WHEREAS, many LSM-USA students are education majors, and potential educators in LDS, but cannot afford to teach in LDS due to student loan repayment issues and the necessities of supporting a family, and

 

WHEREAS, the ELCA Department of Schools has recently made an attempt to recruit LSMers to be teachers in LDS,, and

 

WHEREAS, salary and benefits packages of Lutheran Day Teachers often fall far below that of their public school counterparts, and

 

WHEREAS, fewer opportunities exist for master's degree encouragement and reimbursement and sabbatical provisions; fostering lower staff morale, greater turnover, and reduced professional status for LDS teachers within the educational field, local communities, and society at large;

 

THEREFORE BE IT RESOLVED that LSM-USA encourages the Division for Higher Education and Schools (DHES) of the Evangelical Lutheran Church in America (ELCA) to develop an overarching strategy comprised of the following facets to place these professionals on a level playing field with their public school peers and encourage young professionals to consider employment in LDS:

 

1. Encourage the ELCA LDS Coordination Office to develop a policy encouraging LDS Boards to bring teacher salaries and benefits up to par with their closest public school district guidelines within the next five years.

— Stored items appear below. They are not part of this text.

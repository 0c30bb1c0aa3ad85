//! sandbox-exec-engine daemon
//!
//! MCP server that runs untrusted Python and JavaScript in network-isolated
//! containers. Configuration comes from `--config` or the
//! `SANDBOX_ENGINE_CONFIG` env var.

use std::path::PathBuf;
use std::sync::Arc;

use anyhow::{Context, Result};
use clap::Parser;
use tracing::{info, warn};
use tracing_subscriber::EnvFilter;

use sandbox_exec_engine::{
    backend::DockerCli, config::Config, engine::Engine, history::InMemoryHistory, mcp,
    registry::InMemoryRegistry,
};

#[derive(Parser, Debug)]
#[command(name = "sandbox-exec-engine")]
#[command(about = "MCP server for measured, isolated code execution")]
struct Args {
    /// Run in stdio mode (for MCP clients)
    #[arg(long)]
    stdio: bool,

    /// JSON configuration file
    #[arg(long, env = "SANDBOX_ENGINE_CONFIG_FILE")]
    config: Option<PathBuf>,

    /// Log level (trace, debug, info, warn, error)
    #[arg(long, default_value = "info")]
    log_level: String,
}

#[tokio::main]
async fn main() -> Result<()> {
    let args = Args::parse();

    // Initialize logging (stderr so stdout is free for MCP protocol)
    tracing_subscriber::fmt()
        .with_env_filter(
            EnvFilter::try_from_default_env().unwrap_or_else(|_| EnvFilter::new(&args.log_level)),
        )
        .with_writer(std::io::stderr)
        .init();

    if !args.stdio {
        anyhow::bail!("Only --stdio mode is currently supported");
    }

    let config = Config::load(args.config.as_deref()).context("Failed to load configuration")?;
    info!(
        docker_bin = %config.docker_bin,
        memory_limit_mb = config.memory_limit_mb,
        max_timeout_ms = config.max_timeout_ms,
        "Loaded configuration"
    );

    let runtime = Arc::new(DockerCli::from_config(&config));
    let engine = Arc::new(Engine::new(runtime, &config));

    match engine.check_runtime().await {
        Ok(()) => info!(runtime = engine.runtime_name(), "Container runtime connected"),
        Err(e) => warn!(
            runtime = engine.runtime_name(),
            error = %e,
            "Container runtime disconnected, executions will fail until it is reachable"
        ),
    }

    let served = mcp::serve_stdio(
        Arc::clone(&engine),
        Arc::new(InMemoryRegistry::new()),
        Arc::new(InMemoryHistory::new()),
    )
    .await;

    engine.shutdown().await;
    served
}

2. Develop a nationwide sabbatical leave policy for all LDS Teachers.

3. Create a LDS Teacher Program of Excellence Endowment Fund that would reward professionalism in the field.

4. Fund partial reimbursement for teachers' further education in the field.

 

BE IT FURTHER RESOLVED that this statement be officially distributed to the Executive Director of the DHES and the Director of Schools to be brought before the DHES Board of Directors.